LAMB BHUNA RECIPE | BBC GOOD FOOD
Provided by: Tom Kerridge
Categories: Dinner, Supper
Total time: 2 hours 10 minutes
Prep time: 30 minutes
Cook time: 1 hours 40 minutes
|600g lamb neck fillet or shoulder, cut into large chunks|
|6 garlic cloves, finely grated|
|thumb-sized piece of ginger, peeled and finely grated|
|2 tbsp malt vinegar|
|½ tsp ground cinnamon|
|1 tbsp sunflower oil|
|3 tbsp sunflower oil, plus a little extra if needed|
|2 onions, finely chopped|
|10 curry leaves|
|2 dried chillies, or ½ tsp chilli flakes|
|1 tsp cumin seeds|
|1 tsp mustard seeds|
|1 tsp ground coriander|
|½ tsp fenugreek seeds or ground fenugreek|
|1 tbsp tomato purée|
|400g can chopped tomatoes|
|1 tsp garam masala|
- To make the marinade, combine the ingredients with a large pinch of salt in a large bowl.
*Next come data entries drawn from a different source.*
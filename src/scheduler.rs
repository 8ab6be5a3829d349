use chrono::{DateTime, Local, LocalResult, NaiveDateTime, NaiveTime, TimeZone, Utc};
use futures::FutureExt;
use serde::{Deserialize, Serialize};
use std::any::Any;
use std::panic::AssertUnwindSafe;
use std::time::Duration;
use tokio::time::MissedTickBehavior;

use crate::product_manager::ProductManager;

/// Longest local-time gap (DST switch) searched for a valid trigger instant.
const MAX_GAP_MINUTES: i64 = 180;

#[derive(Debug, Clone, Copy, Serialize, Deserialize, PartialEq, Eq)]
pub enum SchedulerState {
    Idle,
    Running,
}

#[derive(Debug, Clone, Serialize, Deserialize, PartialEq, Eq)]
pub enum CycleStatus {
    Completed,
    Failed(String),
    Panicked(String),
}

impl CycleStatus {
    pub fn is_success(&self) -> bool {
        matches!(self, CycleStatus::Completed)
    }
}

#[derive(Debug, Clone, Serialize, Deserialize)]
pub struct SchedulerStats {
    pub completed_runs: u64,
    pub failed_runs: u64,
    pub last_run: Option<DateTime<Local>>,
    pub last_status: Option<CycleStatus>,
    pub next_run: DateTime<Local>,
    pub uptime_seconds: u64,
}

/// Fires once a day at a fixed local wall-clock time.
#[derive(Debug, Clone)]
pub struct DailyTrigger {
    at: NaiveTime,
    next_run: DateTime<Local>,
}

impl DailyTrigger {
    /// The first run is today if `at` is still ahead of `now`, otherwise tomorrow.
    pub fn new(at: NaiveTime, now: DateTime<Local>) -> Self {
        Self {
            at,
            next_run: next_occurrence(at, now),
        }
    }

    pub fn at(&self) -> NaiveTime {
        self.at
    }

    pub fn next_run(&self) -> DateTime<Local> {
        self.next_run
    }

    pub fn is_due(&self, now: DateTime<Local>) -> bool {
        now >= self.next_run
    }

    /// Moves to the first occurrence strictly after `now`.
    pub fn advance(&mut self, now: DateTime<Local>) {
        self.next_run = next_occurrence(self.at, now);
    }
}

fn next_occurrence(at: NaiveTime, now: DateTime<Local>) -> DateTime<Local> {
    let mut date = now.date_naive();
    loop {
        if let Some(candidate) = resolve_local(date.and_time(at)) {
            if candidate > now {
                return candidate;
            }
        }
        date = match date.succ_opt() {
            Some(next) => next,
            None => return now,
        };
    }
}

/// Maps a wall-clock time to an instant. Ambiguous times take the earlier
/// instant; times skipped by a DST jump move to the first valid minute after.
fn resolve_local(naive: NaiveDateTime) -> Option<DateTime<Local>> {
    (0..=MAX_GAP_MINUTES).find_map(|minutes| {
        match Local.from_local_datetime(&(naive + chrono::Duration::minutes(minutes))) {
            LocalResult::Single(instant) => Some(instant),
            LocalResult::Ambiguous(earliest, _) => Some(earliest),
            LocalResult::None => None,
        }
    })
}

/// Drives one cycle per day and keeps running whatever a cycle does.
pub struct ProductScheduler {
    manager: ProductManager,
    trigger: DailyTrigger,
    tick_interval: Duration,
    state: SchedulerState,
    completed_runs: u64,
    failed_runs: u64,
    last_run: Option<DateTime<Local>>,
    last_status: Option<CycleStatus>,
    start_time: DateTime<Utc>,
}

impl ProductScheduler {
    pub fn new(manager: ProductManager, trigger_time: NaiveTime, tick_interval: Duration) -> Self {
        Self::with_trigger(manager, DailyTrigger::new(trigger_time, Local::now()), tick_interval)
    }

    pub fn with_trigger(manager: ProductManager, trigger: DailyTrigger, tick_interval: Duration) -> Self {
        Self {
            manager,
            trigger,
            tick_interval,
            state: SchedulerState::Idle,
            completed_runs: 0,
            failed_runs: 0,
            last_run: None,
            last_status: None,
            start_time: Utc::now(),
        }
    }

    pub fn state(&self) -> SchedulerState {
        self.state
    }

    pub fn next_run(&self) -> DateTime<Local> {
        self.trigger.next_run()
    }

    pub fn get_stats(&self) -> SchedulerStats {
        let uptime = Utc::now().signed_duration_since(self.start_time);

        SchedulerStats {
            completed_runs: self.completed_runs,
            failed_runs: self.failed_runs,
            last_run: self.last_run,
            last_status: self.last_status.clone(),
            next_run: self.trigger.next_run(),
            uptime_seconds: uptime.num_seconds().max(0) as u64,
        }
    }

    /// Polls forever. Only process termination stops this loop.
    pub async fn run(&mut self) {
        let mut interval = tokio::time::interval(self.tick_interval);
        interval.set_missed_tick_behavior(MissedTickBehavior::Delay);

        tracing::info!(
            "Daily check scheduled at {} (next run {})",
            self.trigger.at().format("%H:%M"),
            self.next_run().format("%Y-%m-%d %H:%M")
        );

        loop {
            interval.tick().await;
            self.tick(Local::now()).await;
        }
    }

    /// Runs a cycle if the trigger is due at `now`. Returns the cycle outcome
    /// when one ran.
    pub async fn tick(&mut self, now: DateTime<Local>) -> Option<CycleStatus> {
        if !self.trigger.is_due(now) {
            return None;
        }

        let status = self.run_now(now).await;
        self.trigger.advance(now);
        tracing::info!("Next check at {}", self.next_run().format("%Y-%m-%d %H:%M"));
        Some(status)
    }

    /// Runs one cycle immediately, outside of the schedule.
    ///
    /// Errors and panics from the cycle are logged as critical and turned into
    /// a status; they never reach the caller.
    pub async fn run_now(&mut self, now: DateTime<Local>) -> CycleStatus {
        self.state = SchedulerState::Running;

        let outcome = AssertUnwindSafe(self.manager.run_cycle()).catch_unwind().await;
        let status = match outcome {
            Ok(Ok(summary)) => {
                tracing::debug!("Cycle {} completed", summary.cycle_id);
                CycleStatus::Completed
            }
            Ok(Err(e)) => {
                tracing::error!(severity = "critical", "Unexpected error during product check: {}", e);
                CycleStatus::Failed(e.to_string())
            }
            Err(payload) => {
                let message = panic_message(payload.as_ref());
                tracing::error!(severity = "critical", "Product check panicked: {}", message);
                CycleStatus::Panicked(message)
            }
        };

        self.state = SchedulerState::Idle;
        self.last_run = Some(now);
        if status.is_success() {
            self.completed_runs += 1;
        } else {
            self.failed_runs += 1;
        }
        self.last_status = Some(status.clone());

        status
    }
}

fn panic_message(payload: &(dyn Any + Send)) -> String {
    if let Some(message) = payload.downcast_ref::<&str>() {
        message.to_string()
    } else if let Some(message) = payload.downcast_ref::<String>() {
        message.clone()
    } else {
        "unknown panic".to_string()
    }
}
Toss in the lamb, cover and marinate for 1 hr at room temperature, or chill overnight.
- For the sauce, heat the oil in a flameproof casserole and fry the onions for 10 mins, stirring until soft and golden. Drizzle in more oil if the pan gets dry. Add the curry leaves and chillies and fry for a few minutes, then add the spices and cook for 5 mins more until the onions start to caramelise.
- Tip in the lamb along with the marinade and turn the heat to high. Cook, stirring, for 5 mins until the lamb browns. Add the tomato purée and cook for 1 min, then stir in the tomatoes and 100ml water. Bring to a simmer, reduce the heat, cover and cook, stirring now and then, for 1 hr 20 mins until the lamb is tender.
- Uncover and cook for 8-10 mins more until the sauce has reduced and thickened. Remove from the heat, stir in the garam marsala and season. Will keep chilled for up to three days or frozen for two months.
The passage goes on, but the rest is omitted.